Intervention de Loïc Blondiaux

Mission d'information Démocratie représentative, participative et paritaire — Réunion du 1er février 2017 à 17h30
Audition conjointe de Mm. Loïc Blondiaux professeur de science politique à l'université paris i panthéon-sorbonne et rémi lefebvre professeur de science politique à l'université lille ii

Loïc Blondiaux, professeur de science politique à l'université Paris I Panthéon-Sorbonne :

Il est en effet indispensable de rendre possible une certaine disponibilité des citoyens, ce qui, dans le contexte socio-économique actuel, est très compliqué.

Toutefois, il faut aussi reconnaître un droit à l'indifférence des citoyens. Ceux-ci ne doivent pas être culpabilisés s'ils ne participent pas ! La citoyenneté est forcément intermittente. Les citoyens ne se mobilisent que sur des sujets sur lesquels ils se sentent concernés ou sur lesquels on les implique de manière spécifique, via le tirage au sort.

Je prendrai l'exemple de la petite commune de Saillans, 1 300 habitants, dans la Drôme, qui est en train de se transformer en mythe. Les habitants de cette commune ont décidé de changer complètement la pratique politique. La nouvelle municipalité associe systématiquement les citoyens à l'élaboration des politiques publiques et la personnalisation du rôle de maire a été remise en cause.

Après deux ans et demi d'expérience, les enquêtes montrent qu'un cinquième des citoyens ont participé à des groupes de travail ou à des réunions, ce qui leur a permis d'être directement associés à cette démocratie participative. Toutefois, tous les autres connaissent cette expérience et, surtout, se félicitent de pouvoir y participer. Il faut admettre que la participation est un droit, que l'on peut ne pas exercer.

Pour répondre à la question portant sur les médias, il est vrai que ceux-ci font davantage partie du problème que de la solution. Il faut compenser leurs défaillances, parce qu'ils ne remplissent plus leur fonction d'organisation du débat public sur les enjeux controversés, à l'échelle nationale, évidemment, mais aussi parfois à l'échelle locale.

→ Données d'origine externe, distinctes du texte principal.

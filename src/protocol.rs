//! Modbus application-layer messages
//!
//! [`ModbusRequest`] and [`ModbusResponse`] are transport independent; the TCP
//! transport wraps them in an MBAP header and correlates replies by
//! transaction id.

use std::fmt;

use crate::constants::*;
use crate::error::{ModbusError, ModbusResult};
use crate::pdu::ModbusPdu;

/// Modbus unit identifier.
pub type SlaveId = u8;

/// Function codes spoken by the mover controller.
#[derive(Debug, Clone, Copy, PartialEq, Eq, Hash)]
pub enum ModbusFunction {
    ReadHoldingRegisters,
    WriteSingleRegister,
    WriteMultipleRegisters,
    MaskWriteRegister,
}

impl ModbusFunction {
    /// Wire value of the function code
    pub fn to_u8(self) -> u8 {
        match self {
            Self::ReadHoldingRegisters => FC_READ_HOLDING_REGISTERS,
            Self::WriteSingleRegister => FC_WRITE_SINGLE_REGISTER,
            Self::WriteMultipleRegisters => FC_WRITE_MULTIPLE_REGISTERS,
            Self::MaskWriteRegister => FC_MASK_WRITE_REGISTER,
        }
    }

    /// Parse a function code, with the exception flag stripped
    pub fn from_u8(code: u8) -> ModbusResult<Self> {
        match code & !EXCEPTION_FLAG {
            FC_READ_HOLDING_REGISTERS => Ok(Self::ReadHoldingRegisters),
            FC_WRITE_SINGLE_REGISTER => Ok(Self::WriteSingleRegister),
            FC_WRITE_MULTIPLE_REGISTERS => Ok(Self::WriteMultipleRegisters),
            FC_MASK_WRITE_REGISTER => Ok(Self::MaskWriteRegister),
            _ => Err(ModbusError::invalid_function(code)),
        }
    }

    pub fn is_write(self) -> bool {
        !matches!(self, Self::ReadHoldingRegisters)
    }
}

impl fmt::Display for ModbusFunction {
    fn fmt(&self, f: &mut fmt::Formatter<'_>) -> fmt::Result {
        f.write_str(ModbusPdu::function_code_description(self.to_u8()))
    }
}

/// One request to the controller.
///
/// `quantity` is the register count for reads and writes. For a mask write it
/// is unused and `data` carries the AND and OR masks.
#[derive(Debug, Clone, PartialEq, Eq)]
pub struct ModbusRequest {
    pub slave_id: SlaveId,
    pub function: ModbusFunction,
    pub address: u16,
    pub quantity: u16,
    pub data: Vec<u16>,
}

impl ModbusRequest {
    /// FC03 request
    pub fn read_holding(slave_id: SlaveId, address: u16, quantity: u16) -> Self {
        Self {
            slave_id,
            function: ModbusFunction::ReadHoldingRegisters,
            address,
            quantity,
            data: Vec::new(),
        }
    }

    /// FC06 for a single value, FC16 otherwise
    pub fn write_registers(slave_id: SlaveId, address: u16, values: &[u16]) -> Self {
        let function = if values.len() == 1 {
            ModbusFunction::WriteSingleRegister
        } else {
            ModbusFunction::WriteMultipleRegisters
        };
        Self {
            slave_id,
            function,
            address,
            quantity: values.len() as u16,
            data: values.to_vec(),
        }
    }

    /// FC22 request: `new = (current & and_mask) | (or_mask & !and_mask)`
    pub fn mask_write(slave_id: SlaveId, address: u16, and_mask: u16, or_mask: u16) -> Self {
        Self {
            slave_id,
            function: ModbusFunction::MaskWriteRegister,
            address,
            quantity: 1,
            data: vec![and_mask, or_mask],
        }
    }

    /// Check register range and quantity limits.
    pub fn validate(&self) -> ModbusResult<()> {
        let max = match self.function {
            ModbusFunction::ReadHoldingRegisters => MAX_READ_REGISTERS,
            ModbusFunction::WriteMultipleRegisters => MAX_WRITE_REGISTERS,
            ModbusFunction::WriteSingleRegister | ModbusFunction::MaskWriteRegister => 1,
        };
        if self.quantity == 0 || self.quantity as usize > max {
            return Err(ModbusError::invalid_data(format!(
                "Invalid quantity {} for {} (1..={})",
                self.quantity, self.function, max
            )));
        }
        let last = u32::from(self.address) + u32::from(self.quantity) - 1;
        if last > u32::from(u16::MAX) {
            return Err(ModbusError::invalid_data(format!(
                "Register range 0x{:04X}+{} exceeds address space",
                self.address, self.quantity
            )));
        }
        match self.function {
            ModbusFunction::ReadHoldingRegisters => Ok(()),
            ModbusFunction::MaskWriteRegister if self.data.len() != 2 => Err(
                ModbusError::invalid_data("Mask write needs exactly an AND and an OR mask"),
            ),
            ModbusFunction::MaskWriteRegister => Ok(()),
            _ if self.data.len() != self.quantity as usize => Err(ModbusError::invalid_data(
                format!(
                    "Write quantity {} does not match {} values",
                    self.quantity,
                    self.data.len()
                ),
            )),
            _ => Ok(()),
        }
    }

    /// Encode the request PDU.
    pub fn to_pdu(&self) -> ModbusResult<ModbusPdu> {
        self.validate()?;
        Ok(match self.function {
            ModbusFunction::ReadHoldingRegisters => {
                ModbusPdu::read_holding(self.address, self.quantity)
            }
            ModbusFunction::WriteSingleRegister => {
                ModbusPdu::write_single(self.address, self.data[0])
            }
            ModbusFunction::WriteMultipleRegisters => {
                ModbusPdu::write_multiple(self.address, &self.data)?
            }
            ModbusFunction::MaskWriteRegister => {
                ModbusPdu::mask_write(self.address, self.data[0], self.data[1])
            }
        })
    }
}

/// A decoded reply PDU.
#[derive(Debug, Clone, PartialEq, Eq)]
pub struct ModbusResponse {
    pub slave_id: SlaveId,
    pub function: ModbusFunction,
    data: Vec<u8>,
    exception: Option<u8>,
}

impl ModbusResponse {
    /// Successful response with raw PDU payload (function code stripped)
    pub fn new_success(slave_id: SlaveId, function: ModbusFunction, data: Vec<u8>) -> Self {
        Self {
            slave_id,
            function,
            data,
            exception: None,
        }
    }

    /// Exception response
    pub fn new_exception(slave_id: SlaveId, function: ModbusFunction, code: u8) -> Self {
        Self {
            slave_id,
            function,
            data: Vec::new(),
            exception: Some(code),
        }
    }

    /// Decode from a unit id and the PDU that followed it on the wire.
    pub fn from_pdu(slave_id: SlaveId, pdu: &ModbusPdu) -> ModbusResult<Self> {
        let fc = pdu
            .function_code()
            .ok_or_else(|| ModbusError::protocol("Empty response PDU"))?;
        let function = ModbusFunction::from_u8(fc)?;
        if pdu.is_exception() {
            let code = pdu
                .exception_code()
                .ok_or_else(|| ModbusError::protocol("Exception response without code"))?;
            return Ok(Self::new_exception(slave_id, function, code));
        }
        Ok(Self::new_success(
            slave_id,
            function,
            pdu.payload().to_vec(),
        ))
    }

    /// Payload after the function code
    pub fn data(&self) -> &[u8] {
        &self.data
    }

    pub fn is_exception(&self) -> bool {
        self.exception.is_some()
    }

    /// Exception code, if this is an exception response
    pub fn exception_code(&self) -> Option<u8> {
        self.exception
    }

    /// Turn an exception response into an error
    pub fn into_result(self) -> ModbusResult<Self> {
        match self.exception {
            Some(code) => Err(ModbusError::exception(
                self.function.to_u8() | EXCEPTION_FLAG,
                code,
            )),
            None => Ok(self),
        }
    }

    /// Register values of an FC03 reply
    pub fn parse_registers(&self) -> ModbusResult<Vec<u16>> {
        if self.function != ModbusFunction::ReadHoldingRegisters {
            return Err(ModbusError::protocol(format!(
                "{} reply carries no register data",
                self.function
            )));
        }
        let (&byte_count, payload) = self
            .data
            .split_first()
            .ok_or_else(|| ModbusError::protocol("Read reply without byte count"))?;
        let byte_count = byte_count as usize;
        if byte_count % 2 != 0 || payload.len() < byte_count {
            return Err(ModbusError::protocol(format!(
                "Read reply byte count {} does not match payload of {} bytes",
                byte_count,
                payload.len()
            )));
        }
        Ok(payload[..byte_count]
            .chunks_exact(2)
            .map(|pair| u16::from_be_bytes([pair[0], pair[1]]))
            .collect())
    }

    /// Register values of an FC03 reply that must carry exactly `count`
    /// registers. Extra or missing words would shift every record decoded
    /// from the reply.
    pub fn parse_registers_exact(&self, count: u16) -> ModbusResult<Vec<u16>> {
        let values = self.parse_registers()?;
        if values.len() != usize::from(count) || self.data.len() != values.len() * 2 + 1 {
            return Err(ModbusError::protocol(format!(
                "Read reply carries {} registers, requested {}",
                values.len(),
                count
            )));
        }
        Ok(values)
    }

    /// Check that a reply matches the request it answers: the register
    /// count for reads, the echo for writes.
    pub fn verify_echo(&self, request: &ModbusRequest) -> ModbusResult<()> {
        let expected: Vec<u16> = match request.function {
            ModbusFunction::ReadHoldingRegisters => {
                return self.parse_registers_exact(request.quantity).map(|_| ())
            }
            ModbusFunction::WriteSingleRegister => vec![request.address, request.data[0]],
            ModbusFunction::WriteMultipleRegisters => vec![request.address, request.quantity],
            ModbusFunction::MaskWriteRegister => {
                vec![request.address, request.data[0], request.data[1]]
            }
        };
        let echoed: Vec<u16> = self
            .data
            .chunks_exact(2)
            .map(|pair| u16::from_be_bytes([pair[0], pair[1]]))
            .collect();
        if echoed != expected {
            return Err(ModbusError::protocol(format!(
                "{} reply {:04X?} does not echo request {:04X?}",
                request.function, echoed, expected
            )));
        }
        Ok(())
    }
}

Le numérique, quant à lui, est un instrument tout à fait intéressant, qui a des avantages et des inconvénients.

Parmi les avantages, le numérique s'adapte à la faible disponibilité physique des citoyens, puisque l'on peut participer de chez soi, sans être obligé d'assister à des réunions très longues et prenantes. Ainsi, il correspond mieux aux conditions de vie des citoyens. Enfin, les jeunes, au moins les plus éduqués d'entre eux, ont une familiarité beaucoup plus grande avec les outils numériques qu'avec les dispositifs traditionnels de démocratie participative. Quand vous avez 18 ans, et sauf si vous voulez faire une carrière politique, vous n'avez pas envie de passer du temps dans les réunions de quartier, qui sont très ennuyeuses, alors que le numérique permet des formes d'implication plus diverses, plus ludiques et plus efficientes.

Toutefois, le numérique laisse toujours de côté une partie de la population. Il manque de représentativité sociologique réelle. La participation doit donc impliquer aussi des face à face et des réunions. Le numérique et l'implication physique ne sont pas exclusifs et doivent être associés.

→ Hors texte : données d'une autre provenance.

impl<T: RegisterTransport> ControlWordManager<T> {
    pub fn new(client: SyncClient<T>, locks: Arc<AddressLocks>) -> Self {
        Self {
            client,
            locks,
            strategy: BitWriteStrategy::default(),
            budget: Duration::from_millis(DEFAULT_MASKED_BUDGET_MS),
            masked_share: DEFAULT_MASKED_SHARE,
            logger: CallbackLogger::default(),
            updates: AtomicU64::new(0),
            degraded: AtomicU64::new(0),
            failures: AtomicU64::new(0),
        }
    }

    pub fn with_strategy(mut self, strategy: BitWriteStrategy) -> Self {
        self.strategy = strategy;
        self
    }

    /// Overall bound of one update, all phases included
    pub fn with_budget(mut self, budget: Duration) -> Self {
        self.budget = budget;
        self
    }

    /// Share of the budget given to the masked attempt
    pub fn with_masked_share(mut self, share: f64) -> Self {
        self.masked_share = share;
        self
    }

    pub fn with_logger(mut self, logger: CallbackLogger) -> Self {
        self.logger = logger;
        self
    }

    pub fn strategy(&self) -> BitWriteStrategy {
        self.strategy
    }

    pub fn locks(&self) -> &Arc<AddressLocks> {
        &self.locks
    }

    pub fn client(&self) -> &SyncClient<T> {
        &self.client
    }

    pub fn stats(&self) -> BitUpdateStats {
        BitUpdateStats {
            updates: self.updates.load(Ordering::Relaxed),
            degraded: self.degraded.load(Ordering::Relaxed),
            failures: self.failures.load(Ordering::Relaxed),
        }
    }

    /// Apply `and_mask`/`or_mask` to `address` under its lock.
    pub async fn update_bits(
        &self,
        address: u16,
        and_mask: u16,
        or_mask: u16,
    ) -> ModbusResult<UpdatePath> {
        let _guard = self.locks.lock(address).await;
        self.update_bits_locked(address, and_mask, or_mask, self.budget)
            .await
    }

    /// Apply the masks without taking the lock. The caller must already hold
    /// the lock of `address`.
    pub async fn update_bits_locked(
        &self,
        address: u16,
        and_mask: u16,
        or_mask: u16,
        total: Duration,
    ) -> ModbusResult<UpdatePath> {
        let result = match self.strategy {
            BitWriteStrategy::ReadModifyWrite => {
                let budget = FallbackBudget::read_modify_write(total);
                self.read_modify_write(address, and_mask, or_mask, &budget)
                    .await
                    .map(|_| UpdatePath::ReadModifyWrite)
            }
            BitWriteStrategy::MaskedWithFallback => {
                self.masked_with_fallback(address, and_mask, or_mask, total)
                    .await
            }
        };

        match &result {
            Ok(UpdatePath::Fallback) => {
                self.updates.fetch_add(1, Ordering::Relaxed);
                self.degraded.fetch_add(1, Ordering::Relaxed);
            }
            Ok(_) => {
                self.updates.fetch_add(1, Ordering::Relaxed);
            }
            Err(e) => {
                self.failures.fetch_add(1, Ordering::Relaxed);
                self.logger.warn(&e.to_string());
            }
        }
        result
    }

    async fn masked_with_fallback(
        &self,
        address: u16,
        and_mask: u16,
        or_mask: u16,
        total: Duration,
    ) -> ModbusResult<UpdatePath> {
        let budget = FallbackBudget::split(total, self.masked_share);

        let masked_error = match self
            .client
            .mask_write(address, and_mask, or_mask, budget.masked)
            .await
        {
            Ok(()) => return Ok(UpdatePath::Masked),
            Err(e) => e,
        };
        self.logger.debug(&format!(
            "Masked write to 0x{:04X} failed: {}",
            address, masked_error
        ));

        match self
            .read_modify_write(address, and_mask, or_mask, &budget)
            .await
        {
            Ok(value) => {
                self.logger.info(&format!(
                    "Masked write to 0x{:04X} unavailable ({}); read-modify-write fallback wrote 0x{:04X}",
                    address, masked_error, value
                ));
                Ok(UpdatePath::Fallback)
            }
            Err(fallback_error) => Err(ModbusError::BitUpdate {
                address,
                masked: masked_error.to_string(),
                fallback: fallback_error.to_string(),
            }),
        }
    }

    /// Returns the value written.
    async fn read_modify_write(
        &self,
        address: u16,
        and_mask: u16,
        or_mask: u16,
        budget: &FallbackBudget,
    ) -> ModbusResult<u16> {
        let current = self
            .client
            .read_register(address, budget.fallback_read)
            .await?;
        let value = apply_masks(current, and_mask, or_mask);
        self.client
            .write_register(address, value, budget.fallback_write)
            .await?;
        Ok(value)
    }

    /// Set or clear one bit of the single-axis control word
    pub async fn set_bit(&self, bit: u8, value: bool) -> ModbusResult<UpdatePath> {
        if bit > 15 {
            return Err(ModbusError::invalid_data(format!(
                "Bit index {} outside 0..=15",
                bit
            )));
        }
        let (and_mask, or_mask) = bit_masks(bit, value);
        self.update_bits(single_axis::CONTROL_WORD, and_mask, or_mask)
            .await
    }

    pub async fn set_control_bit(&self, bit: ControlBit, value: bool) -> ModbusResult<UpdatePath> {
        self.set_bit(bit.position(), value).await
    }

    pub async fn set_enable(&self, enable: bool) -> ModbusResult<UpdatePath> {
        self.set_control_bit(ControlBit::Enable, enable).await
    }

    /// `true` selects automatic mode
    pub async fn set_run_mode(&self, automatic: bool) -> ModbusResult<UpdatePath> {
        self.set_control_bit(ControlBit::RunMode, automatic).await
    }

    pub async fn set_manual_allow(&self, allow: bool) -> ModbusResult<UpdatePath> {
        self.set_control_bit(ControlBit::ManualAllow, allow).await
    }

    pub async fn set_auto_run(&self, run: bool) -> ModbusResult<UpdatePath> {
        self.set_control_bit(ControlBit::AutoRun, run).await
    }

    /// Drive the jog bits. The opposite direction is always cleared before
    /// the requested one is set; if that clear fails nothing is set.
    /// `Stop` tries to clear both bits even if the first clear fails.
    pub async fn jog(&self, direction: JogDirection) -> ModbusResult<()> {
        match direction {
            JogDirection::Left => {
                self.set_control_bit(ControlBit::JogRight, false).await?;
                self.set_control_bit(ControlBit::JogLeft, true).await?;
            }
            JogDirection::Right => {
                self.set_control_bit(ControlBit::JogLeft, false).await?;
                self.set_control_bit(ControlBit::JogRight, true).await?;
            }
            JogDirection::Stop => {
                let left = self.set_control_bit(ControlBit::JogLeft, false).await;
                let right = self.set_control_bit(ControlBit::JogRight, false).await;
                left?;
                right?;
            }
        }
        Ok(())
    }

    /// Current control word, read from the controller
    pub async fn read_control_word(&self, limit: Duration) -> ModbusResult<u16> {
        self.client
            .read_register(single_axis::CONTROL_WORD, limit)
            .await
    }
}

Enfin, pour répondre à votre question, monsieur le rapporteur, les deux dispositifs de démocratie participative qui me semblent les plus intéressants sont les budgets participatifs et les jurys citoyens. Ils sont parfaitement rodés et ont donné de bons résultats, même si les préconisations des jurys citoyens ne sont pas souvent reprises, hélas, par ceux qui les organisent.